There were 165 households, out of which 27.9% had children under the age of 18 living with them, 41.8% were married couples living together, 27.3% had a female householder with no husband present, and 28.5% were non-families. 26.1% of all households were made up of individuals, and 13.9% had someone living alone who was 65 years of age or older. The average household size was 2.45 and the average family size was 2.96.

In the town, the population was spread out, with 27.0% under the age of 18, 6.4% from 18 to 24, 23.5% from 25 to 44, 25.7% from 45 to 64, and 17.3% who were 65 years of age or older. The median age was 38 years. For every 100 females, there were 86.2 males. For every 100 females age 18 and over, there were 79.9 males.
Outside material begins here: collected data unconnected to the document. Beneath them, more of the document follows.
use super::fields::{flag, int, text};
use super::{decode_record, name_or, EntityFamily, EntityPayload};
use crate::enumerator::IdRange;
use mapleshard_common::types::{EntityId, EntityKind};
use mapleshard_common::Result;
use serde::{Deserialize, Serialize};
use serde_json::Value;
use std::collections::BTreeMap;

/// Upstream `metaInfo` stat keys and the names they are stored under
const STAT_KEYS: &[(&str, &str)] = &[
    ("incSTR", "str"),
    ("incDEX", "dex"),
    ("incINT", "int"),
    ("incLUK", "luk"),
    ("incPAD", "attack"),
    ("incMAD", "magicAttack"),
    ("incPDD", "defense"),
    ("incMDD", "magicDefense"),
    ("incACC", "accuracy"),
    ("incEVA", "avoidability"),
    ("incSpeed", "speed"),
    ("incJump", "jump"),
    ("incMHP", "hp"),
    ("incMMP", "mp"),
];

#[derive(Debug, Clone, PartialEq, Serialize, Deserialize)]
#[serde(rename_all = "camelCase", deny_unknown_fields)]
pub struct ItemRecord {
    pub id: EntityId,
    pub name: String,
    #[serde(default)]
    pub description: String,
    #[serde(default)]
    pub overall_category: String,
    #[serde(default)]
    pub category: String,
    #[serde(default)]
    pub sub_category: String,
    #[serde(default)]
    pub required_level: i64,
    #[serde(default)]
    pub price: i64,
    #[serde(default)]
    pub is_cash: bool,
    /// Non-zero combat stat deltas
    #[serde(default)]
    pub stats: BTreeMap<String, i64>,
}

impl ItemRecord {
    pub(super) fn bucket(&self) -> String {
        [&self.overall_category, &self.category]
            .into_iter()
            .find(|c| !c.is_empty())
            .cloned()
            .unwrap_or_else(|| "Uncategorized".to_string())
    }
}

pub struct ItemFamily;

impl EntityFamily for ItemFamily {
    fn kind(&self) -> EntityKind {
        EntityKind::Item
    }

    fn default_chunk_size(&self) -> usize {
        2000
    }

    fn default_id_ranges(&self) -> Vec<IdRange> {
        vec![
            IdRange::new(1_000_000, 1_009_999),
            IdRange::new(2_000_000, 2_009_999),
        ]
    }

    fn normalize(&self, id: EntityId, raw: &Value) -> EntityPayload {
        // Detail responses nest name/description; listing rows carry them flat.
        let sub_category = text(raw, &["typeInfo", "subCategory"]);
        let name = name_or(
            first_text(raw, &[&["description", "name"], &["name"]]),
            || {
                if sub_category.is_empty() {
                    format!("Item {}", id)
                } else {
                    format!("{} {}", sub_category, id)
                }
            },
        );

        let stats = STAT_KEYS
            .iter()
            .filter_map(|&(upstream, stored)| {
                let value = int(raw, &["metaInfo", upstream]);
                (value != 0).then(|| (stored.to_string(), value))
            })
            .collect();

        let required_level = match int(raw, &["metaInfo", "reqLevel"]) {
            0 => int(raw, &["requiredLevel"]),
            level => level,
        };

        EntityPayload::Item(ItemRecord {
            id,
            name,
            description: first_text(raw, &[&["description", "description"], &["desc"]]),
            overall_category: text(raw, &["typeInfo", "overallCategory"]),
            category: text(raw, &["typeInfo", "category"]),
            sub_category,
            required_level,
            price: int(raw, &["metaInfo", "price"]),
            is_cash: flag(raw, &["metaInfo", "cash"]) || flag(raw, &["isCash"]),
            stats,
        })
    }

    fn decode(&self, value: Value) -> Result<EntityPayload> {
        decode_record(self.kind(), value).map(EntityPayload::Item)
    }
}

fn first_text(raw: &Value, paths: &[&[&str]]) -> String {
    paths
        .iter()
        .map(|path| text(raw, path))
        .find(|s| !s.is_empty())
        .unwrap_or_default()
}
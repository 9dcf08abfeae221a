use super::fields::{flag, id_list, int, text};
use super::{decode_record, name_or, EntityFamily, EntityPayload};
use crate::enumerator::IdRange;
use mapleshard_common::types::{EntityId, EntityKind};
use mapleshard_common::Result;
use serde::{Deserialize, Serialize};
use serde_json::Value;

#[derive(Debug, Clone, PartialEq, Serialize, Deserialize)]
#[serde(rename_all = "camelCase", deny_unknown_fields)]
pub struct MobRecord {
    pub id: EntityId,
    pub name: String,
    #[serde(default)]
    pub level: i64,
    #[serde(default)]
    pub hp: i64,
    #[serde(default)]
    pub mp: i64,
    #[serde(default)]
    pub exp: i64,
    #[serde(default)]
    pub is_boss: bool,
    #[serde(default)]
    pub speed: i64,
    #[serde(default)]
    pub physical_damage: i64,
    #[serde(default)]
    pub magic_damage: i64,
    /// Map ids the mob spawns in
    #[serde(default)]
    pub found_at: Vec<EntityId>,
}

impl MobRecord {
    /// Ten-level bracket, e.g. "Lv 11-20"
    pub(super) fn bucket(&self) -> String {
        if self.level < 1 {
            return "Lv ?".to_string();
        }
        let low = (self.level - 1) / 10 * 10 + 1;
        format!("Lv {}-{}", low, low.saturating_add(9))
    }
}

pub struct MobFamily;

impl MobFamily {
    /// `meta.{key}` from detail responses, falling back to the flat listing field
    fn stat(raw: &Value, meta_key: &str, flat_key: &str) -> i64 {
        match int(raw, &["meta", meta_key]) {
            0 => int(raw, &[flat_key]),
            value => value,
        }
    }
}

impl EntityFamily for MobFamily {
    fn kind(&self) -> EntityKind {
        EntityKind::Mob
    }

    fn default_chunk_size(&self) -> usize {
        1000
    }

    fn default_id_ranges(&self) -> Vec<IdRange> {
        vec![
            IdRange::new(100_000, 100_999),
            IdRange::new(1_110_000, 1_210_999),
            IdRange::new(2_100_000, 2_230_999),
        ]
    }

    fn normalize(&self, id: EntityId, raw: &Value) -> EntityPayload {
        EntityPayload::Mob(MobRecord {
            id,
            name: name_or(text(raw, &["name"]), || format!("Mob {}", id)),
            level: Self::stat(raw, "level", "level"),
            hp: Self::stat(raw, "maxHP", "maxHP"),
            mp: Self::stat(raw, "maxMP", "maxMP"),
            exp: Self::stat(raw, "exp", "exp"),
            is_boss: flag(raw, &["meta", "isBoss"]) || flag(raw, &["isBoss"]),
            speed: int(raw, &["meta", "speed"]),
            physical_damage: int(raw, &["meta", "physicalDamage"]),
            magic_damage: int(raw, &["meta", "magicDamage"]),
            found_at: id_list(raw, &["foundAt"]),
        })
    }

    fn decode(&self, value: Value) -> Result<EntityPayload> {
        decode_record(self.kind(), value).map(EntityPayload::Mob)
    }
}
The median income for a household in the town was $24,107, and the median income for a family was $31,500. Males had a median income of $25,625 versus $25,000 for females. The per capita income for the town was $16,622. About 19.4% of families and 24.9% of the population were below the poverty line, including 31.3% of those under age 18 and 23.5% of those age 65 or over.

==Notable person==
Folk singer Tom Winslow was born in Hobgood.